His voice was deep and masculine yet silky smooth. A dulcet tone that stayed with me even afterwards. Our conversation began like the usual. He asked me what my plans are? Why I'm thinking of USA? A loquacious person, I rambled on without thought, explaining my career and studies in detail. After a while he interrupted, You love to talk. That's selfish. Do you ever listen to the other person? Ouch! That felt like a real slap in the face. I hadn't expected such a harsh response. I would later find out that Unexpected is Mr. Bond's middle name. I apologized and told him I'm not selfish and he should get to know me better before judging. But his comment did shut me up for good. Sensing the tension, he asked if he could ask two questions. Sure, I said. Do you wear sarees? My answer- I really like women dressed in a saree, but I don't know how to. I wore them for my farewells. He thought that girls look the most beautiful in Indian clothes like suits and sarees. Then came the second question- do you know how to make aloo paranthe? Yes, of course. I love cooking. I'll definitely cook for you. As soon as I said this, his tone changed. I don't need you to make paranthe for me. I can make my own. Acha...What if I make them better than you? I asked, smiling. I think he smiled but said nothing. From food we went to music, his other passion. He told me he loved singing. I asked him to sing something for me. And the song he sang was-
Dil ka yeh kya raaz hai
Jaane kya kar gaye
Jaise andhero mein tum
Chandani bhar gaye
Kare chaand taaron ko mash'hoor itna kyun
Kambakht inse bhi khoobsoorat hai tu... la la la..

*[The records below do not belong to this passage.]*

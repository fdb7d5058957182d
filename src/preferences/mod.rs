//! Key-value display preferences that survive restarts.
//!
//! Everything that persists a preference goes through [`PreferenceStore`] so
//! tests can swap the file-backed store for [`MemoryPreferenceStore`].

mod file;
mod memory;

use std::path::PathBuf;

use thiserror::Error;
use tokio::sync::broadcast;

pub use file::FilePreferenceStore;
pub use memory::MemoryPreferenceStore;

const CHANGE_CHANNEL_SIZE: usize = 16;

#[derive(Debug, Error)]
pub enum PreferenceError {
    #[error("Failed to access preferences '{path}': {source}")]
    Io {
        path: PathBuf,
        #[source]
        source: std::io::Error,
    },

    #[error("Failed to lock preferences '{path}': {source}")]
    Lock {
        path: PathBuf,
        #[source]
        source: std::io::Error,
    },

    #[error("Malformed preferences file '{path}': {source}")]
    Format {
        path: PathBuf,
        #[source]
        source: serde_json::Error,
    },
}

/// Who produced a [`PreferenceChange`].
#[derive(Debug, Clone, Copy, PartialEq, Eq)]
pub enum ChangeOrigin {
    /// A write through this store instance.
    Local,
    /// Another session modified the backing storage.
    External,
}

#[derive(Debug, Clone, PartialEq, Eq)]
pub struct PreferenceChange {
    pub key: String,
    /// New value, or `None` when the key disappeared.
    pub value: Option<String>,
    pub origin: ChangeOrigin,
}

pub trait PreferenceStore: Send + Sync {
    fn read(&self, key: &str) -> Result<Option<String>, PreferenceError>;

    fn write(&self, key: &str, value: &str) -> Result<(), PreferenceError>;

    /// Receive every change, local or external, made after this call.
    fn subscribe(&self) -> broadcast::Receiver<PreferenceChange>;

    /// Pick up modifications made outside this instance since the last call.
    ///
    /// Detected changes are also broadcast to subscribers.
    fn poll_external(&self) -> Result<Vec<PreferenceChange>, PreferenceError>;
}

fn change_channel() -> broadcast::Sender<PreferenceChange> {
    broadcast::channel(CHANGE_CHANNEL_SIZE).0
}

type PreferenceMap = std::collections::BTreeMap<String, String>;

/// Changes needed to turn `old` into `new`, in key order.
fn diff_maps(old: &PreferenceMap, new: &PreferenceMap, origin: ChangeOrigin) -> Vec<PreferenceChange> {
    let mut changes = Vec::new();
    for (key, value) in new {
        if old.get(key) != Some(value) {
            changes.push(PreferenceChange {
                key: key.clone(),
                value: Some(value.clone()),
                origin,
            });
        }
    }
    for key in old.keys().filter(|key| !new.contains_key(*key)) {
        changes.push(PreferenceChange {
            key: key.clone(),
            value: None,
            origin,
        });
    }
    changes
}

from the movie Bodyguard. His voice was mellow and beautiful. His love for music was clearly evident in the way he was singing. It was a voice that would touch your heart. It touched a chord with me instantly.
There was something else that took me by surprise. While singing the song, he deliberately omitted the words- I love you. When I asked why so? He said he'll only say it to the girl he will marry. So you've never said these words to anyone? No, never, he said. I admired his thought. In today's world, these words are thrown around like spare change. People say them often and can't live up to them at all. A friend once told me after her break-up, "Love is a euphemism for selfish interests." But the fact that he gave these simple words the significance they deserve made me respect him.
And then he said something even more startling. Websites are not the right place to find a soul mate. I agreed. It's true you can't interview someone and see what they are like so you can decide if they are fit for the job of being your partner. It takes time to know someone and to bond emotionally. It takes time to trust someone and love them. The funny thing was that here we were talking through a website and none of it felt forced or uncomfortable.
It was two hours when we ended the call. Its been two hours, he said, did you realize? I giggled. Pata hi nahi chala. So do you think we'll ever talk again?, he asked. I don't know for sure. But I really hope so, I told him.
Hope springs eternal.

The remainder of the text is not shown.